L.A. COVID-19 antibody study adds further support for a higher-than-suspected infection rate
A new study conducted by the University of Southern California along with the LA County Department of Public Health indicates the presence of antibodies for COVID-19 in between 2.8 and 5.6% of the population of LA County, suggesting that between 221,000 and 442,000 individuals had the infection — up to 55 times more people than have been confirmed via testing. This is the second antibody study in a short span of time in California that suspects infections are far more widespread than previously thought, and a good justification for continued social distancing measures.
The LA County study does contain some good news, if the antibody testing proves to be accurate (we aren’t entirely sure what they show for sure at this point, especially in terms of immunity), in that the mortality rate of the infection is actually much lower than the official diagnosed case data would suggest. The infection rate found via antibody testing through the USC study is also remarkably close to the rate found in a Stanford study published last week about the number of infections in Santa Clara County, which found that between 48,000 and 81,000 people in that part of California could’ve had and recovered from the infection.
Whereas the LA study found around 2.8 to 5.6% had antibodies, accounting for the margin of error and extrapolating from results to the entire population, the Stanford research found between 2.5 and 4.2% of residents carry antibodies for the infection. Those numbers are based on the test kits’ performance, as well as the demographic makeup of the sample population tested.
Neither new research papers have yet been peer-reviewed, so it’s worth taking them with a grain of salt. But the close alignment between the numbers in both, along with early results from similar studies being conducted globally, does seem to suggest that the number of actual cases of COVID-19 far undershoots the published numbers, which typically only include confirmed diagnoses — most of which represent individuals showing moderate to severe symptoms.
The higher rate of undetected infection definitely should not be taken as a sign that COVID-19 is less serious than it appeared, however; this new info only means that its transmission from people who showed no outward symptoms and subsequently never sought any medical care or were identified for quarantine or contact tracing is probably a lot higher than anyone guessed.

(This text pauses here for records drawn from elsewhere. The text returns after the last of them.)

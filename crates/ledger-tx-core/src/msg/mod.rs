//! Message payloads: the closed set of business messages a transaction can carry.
//!
//! Each message kind has a stable wire tag and a routing path. The mapping
//! from tag to payload type is a total `match` in [`Msg::from_tagged`]; a tag
//! outside the set is not an error at this level, it is handed back as `None`
//! so the envelope can preserve it and report it when asked for the message.

use ciborium::value::Value;
use serde::{Deserialize, Serialize};

use crate::error::{CoreError, ValidationError};

pub mod cash;
pub mod escrow;
pub mod namecoin;
pub mod username;

pub use cash::SendMsg;
pub use escrow::{CreateEscrowMsg, ReleaseEscrowMsg, ReturnEscrowMsg, UpdateEscrowPartiesMsg};
pub use namecoin::{NewTokenMsg, SetNameMsg};
pub use username::{AddChainAddressMsg, ChainAddress, IssueTokenMsg, RemoveChainAddressMsg, TokenDetails};

/// Behaviour shared by every concrete message type.
pub trait Message: Sized {
    /// Wire tag. Never reused once assigned.
    const TAG: u64;

    /// Routing key used to find the handler for this message.
    const PATH: &'static str;

    /// Check the message fields. Pure, no state access.
    fn validate(&self) -> Result<(), ValidationError>;

    /// Convert to a CBOR value (before canonical encoding).
    fn to_value(&self) -> Value;

    /// Parse from a CBOR value.
    fn from_value(value: &Value) -> Result<Self, CoreError>;
}

/// One message out of the closed set.
#[derive(Debug, Clone, PartialEq, Eq, Serialize, Deserialize)]
pub enum Msg {
    Send(SendMsg),
    SetName(SetNameMsg),
    NewToken(NewTokenMsg),
    CreateEscrow(CreateEscrowMsg),
    ReleaseEscrow(ReleaseEscrowMsg),
    ReturnEscrow(ReturnEscrowMsg),
    UpdateEscrowParties(UpdateEscrowPartiesMsg),
    IssueToken(IssueTokenMsg),
    AddChainAddress(AddChainAddressMsg),
    RemoveChainAddress(RemoveChainAddressMsg),
}

/// Every tag this build understands, in tag order.
pub const KNOWN_TAGS: [u64; 10] = [
    SendMsg::TAG,
    SetNameMsg::TAG,
    NewTokenMsg::TAG,
    CreateEscrowMsg::TAG,
    ReleaseEscrowMsg::TAG,
    ReturnEscrowMsg::TAG,
    UpdateEscrowPartiesMsg::TAG,
    IssueTokenMsg::TAG,
    AddChainAddressMsg::TAG,
    RemoveChainAddressMsg::TAG,
];

impl Msg {
    /// The wire tag of the active variant.
    pub fn tag(&self) -> u64 {
        match self {
            Msg::Send(_) => SendMsg::TAG,
            Msg::SetName(_) => SetNameMsg::TAG,
            Msg::NewToken(_) => NewTokenMsg::TAG,
            Msg::CreateEscrow(_) => CreateEscrowMsg::TAG,
            Msg::ReleaseEscrow(_) => ReleaseEscrowMsg::TAG,
            Msg::ReturnEscrow(_) => ReturnEscrowMsg::TAG,
            Msg::UpdateEscrowParties(_) => UpdateEscrowPartiesMsg::TAG,
            Msg::IssueToken(_) => IssueTokenMsg::TAG,
            Msg::AddChainAddress(_) => AddChainAddressMsg::TAG,
            Msg::RemoveChainAddress(_) => RemoveChainAddressMsg::TAG,
        }
    }

    /// The routing path of the active variant.
    pub fn path(&self) -> &'static str {
        match self {
            Msg::Send(_) => SendMsg::PATH,
            Msg::SetName(_) => SetNameMsg::PATH,
            Msg::NewToken(_) => NewTokenMsg::PATH,
            Msg::CreateEscrow(_) => CreateEscrowMsg::PATH,
            Msg::ReleaseEscrow(_) => ReleaseEscrowMsg::PATH,
            Msg::ReturnEscrow(_) => ReturnEscrowMsg::PATH,
            Msg::UpdateEscrowParties(_) => UpdateEscrowPartiesMsg::PATH,
            Msg::IssueToken(_) => IssueTokenMsg::PATH,
            Msg::AddChainAddress(_) => AddChainAddressMsg::PATH,
            Msg::RemoveChainAddress(_) => RemoveChainAddressMsg::PATH,
        }
    }

    /// Validate the active variant.
    pub fn validate(&self) -> Result<(), ValidationError> {
        match self {
            Msg::Send(m) => m.validate(),
            Msg::SetName(m) => m.validate(),
            Msg::NewToken(m) => m.validate(),
            Msg::CreateEscrow(m) => m.validate(),
            Msg::ReleaseEscrow(m) => m.validate(),
            Msg::ReturnEscrow(m) => m.validate(),
            Msg::UpdateEscrowParties(m) => m.validate(),
            Msg::IssueToken(m) => m.validate(),
            Msg::AddChainAddress(m) => m.validate(),
            Msg::RemoveChainAddress(m) => m.validate(),
        }
    }

    /// The message body as a CBOR value (without the tag).
    pub fn body_value(&self) -> Value {
        match self {
            Msg::Send(m) => m.to_value(),
            Msg::SetName(m) => m.to_value(),
            Msg::NewToken(m) => m.to_value(),
            Msg::CreateEscrow(m) => m.to_value(),
            Msg::ReleaseEscrow(m) => m.to_value(),
            Msg::ReturnEscrow(m) => m.to_value(),
            Msg::UpdateEscrowParties(m) => m.to_value(),
            Msg::IssueToken(m) => m.to_value(),
            Msg::AddChainAddress(m) => m.to_value(),
            Msg::RemoveChainAddress(m) => m.to_value(),
        }
    }

    /// Parse a message body given its tag.
    ///
    /// Returns `Ok(None)` for a tag outside the known set. A known tag with a
    /// malformed body is a decoding error.
    pub fn from_tagged(tag: u64, body: &Value) -> Result<Option<Self>, CoreError> {
        let msg = match tag {
            SendMsg::TAG => Msg::Send(SendMsg::from_value(body)?),
            SetNameMsg::TAG => Msg::SetName(SetNameMsg::from_value(body)?),
            NewTokenMsg::TAG => Msg::NewToken(NewTokenMsg::from_value(body)?),
            CreateEscrowMsg::TAG => Msg::CreateEscrow(CreateEscrowMsg::from_value(body)?),
            ReleaseEscrowMsg::TAG => Msg::ReleaseEscrow(ReleaseEscrowMsg::from_value(body)?),
            ReturnEscrowMsg::TAG => Msg::ReturnEscrow(ReturnEscrowMsg::from_value(body)?),
            UpdateEscrowPartiesMsg::TAG => {
                Msg::UpdateEscrowParties(UpdateEscrowPartiesMsg::from_value(body)?)
            }
            IssueTokenMsg::TAG => Msg::IssueToken(IssueTokenMsg::from_value(body)?),
            AddChainAddressMsg::TAG => Msg::AddChainAddress(AddChainAddressMsg::from_value(body)?),
            RemoveChainAddressMsg::TAG => {
                Msg::RemoveChainAddress(RemoveChainAddressMsg::from_value(body)?)
            }
            _ => return Ok(None),
        };
        Ok(Some(msg))
    }
}

impl From<SendMsg> for Msg {
    fn from(m: SendMsg) -> Self {
        Msg::Send(m)
    }
}

impl From<SetNameMsg> for Msg {
    fn from(m: SetNameMsg) -> Self {
        Msg::SetName(m)
    }
}

impl From<NewTokenMsg> for Msg {
    fn from(m: NewTokenMsg) -> Self {
        Msg::NewToken(m)
    }
}

impl From<CreateEscrowMsg> for Msg {
    fn from(m: CreateEscrowMsg) -> Self {
        Msg::CreateEscrow(m)
    }
}

impl From<ReleaseEscrowMsg> for Msg {
    fn from(m: ReleaseEscrowMsg) -> Self {
        Msg::ReleaseEscrow(m)
    }
}

impl From<ReturnEscrowMsg> for Msg {
    fn from(m: ReturnEscrowMsg) -> Self {
        Msg::ReturnEscrow(m)
    }
}

impl From<UpdateEscrowPartiesMsg> for Msg {
    fn from(m: UpdateEscrowPartiesMsg) -> Self {
        Msg::UpdateEscrowParties(m)
    }
}

impl From<IssueTokenMsg> for Msg {
    fn from(m: IssueTokenMsg) -> Self {
        Msg::IssueToken(m)
    }
}

impl From<AddChainAddressMsg> for Msg {
    fn from(m: AddChainAddressMsg) -> Self {
        Msg::AddChainAddress(m)
    }
}

impl From<RemoveChainAddressMsg> for Msg {
    fn from(m: RemoveChainAddressMsg) -> Self {
        Msg::RemoveChainAddress(m)
    }
}

#[cfg(test)]
mod tests {
    use super::*;
    use crate::types::{Address, Coin, ADDRESS_LEN};

    fn one_of_each() -> Vec<Msg> {
        let addr = Address::from([0x11; ADDRESS_LEN]);
        vec![
            SendMsg {
                src: addr.clone(),
                dest: Address::from([0x22; ADDRESS_LEN]),
                amount: Coin::new(1, 0, "IOV"),
                memo: String::new(),
                reference: Default::default(),
            }
            .into(),
            SetNameMsg {
                address: addr.clone(),
                name: "alice".into(),
            }
            .into(),
            NewTokenMsg {
                ticker: "IOV".into(),
                name: "Internet of Values".into(),
                sig_figs: 9,
            }
            .into(),
            CreateEscrowMsg {
                src: addr.clone(),
                arbiter: addr.0.clone(),
                recipient: addr.0.clone(),
                amount: vec![Coin::new(1, 0, "IOV")],
                timeout: 100,
                memo: String::new(),
            }
            .into(),
            ReleaseEscrowMsg {
                escrow_id: vec![0; 8].into(),
                amount: vec![],
            }
            .into(),
            ReturnEscrowMsg {
                escrow_id: vec![0; 8].into(),
            }
            .into(),
            UpdateEscrowPartiesMsg {
                escrow_id: vec![0; 8].into(),
                sender: None,
                arbiter: Some(addr.0.clone()),
                recipient: None,
            }
            .into(),
            IssueTokenMsg {
                owner: addr,
                id: b"alice@example.com".to_vec().into(),
                details: TokenDetails::default(),
            }
            .into(),
            AddChainAddressMsg {
                id: b"alice@example.com".to_vec().into(),
                chain_id: b"myChain".to_vec().into(),
                address: b"myChainAddress".to_vec().into(),
            }
            .into(),
            RemoveChainAddressMsg {
                id: b"alice@example.com".to_vec().into(),
                chain_id: b"myChain".to_vec().into(),
                address: b"myChainAddress".to_vec().into(),
            }
            .into(),
        ]
    }

    #[test]
    fn test_every_known_tag_resolves() {
        let msgs = one_of_each();
        let tags: Vec<u64> = msgs.iter().map(Msg::tag).collect();
        assert_eq!(tags, KNOWN_TAGS.to_vec());

        for msg in msgs {
            let parsed = Msg::from_tagged(msg.tag(), &msg.body_value()).unwrap();
            assert_eq!(parsed, Some(msg));
        }
    }

    #[test]
    fn test_unknown_tag_is_none() {
        let body = Value::Map(vec![]);
        assert_eq!(Msg::from_tagged(0, &body).unwrap(), None);
        assert_eq!(Msg::from_tagged(11, &body).unwrap(), None);
        assert_eq!(Msg::from_tagged(u64::MAX, &body).unwrap(), None);
    }

    #[test]
    fn test_known_tag_bad_body() {
        let result = Msg::from_tagged(SendMsg::TAG, &Value::Text("nope".into()));
        assert!(matches!(result, Err(CoreError::DecodingError(_))));
    }

    #[test]
    fn test_paths_are_unique() {
        let mut paths: Vec<&str> = one_of_each().iter().map(Msg::path).collect();
        paths.sort();
        paths.dedup();
        assert_eq!(paths.len(), KNOWN_TAGS.len());
    }

    #[test]
    fn test_sample_messages_validate() {
        for msg in one_of_each() {
            assert!(msg.validate().is_ok(), "{} should validate", msg.path());
        }
    }

    #[test]
    fn test_json_roundtrip() {
        for msg in one_of_each() {
            let json = serde_json::to_string(&msg).unwrap();
            let recovered: Msg = serde_json::from_str(&json).unwrap();
            assert_eq!(msg, recovered);
        }
    }
}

That means social distancing measures are more important than ever, as it’s likely harder than ever to identify who might be a passive carrier of the virus that leads to COVID-19 without realizing it. Eventually, understanding the nature of the spread should help with refining measures to avoid the greatest potential risks of exposure, but for now, this new info just means that COVID-19 is much more effective at moving through a population without raising early warning signs than we previously understood.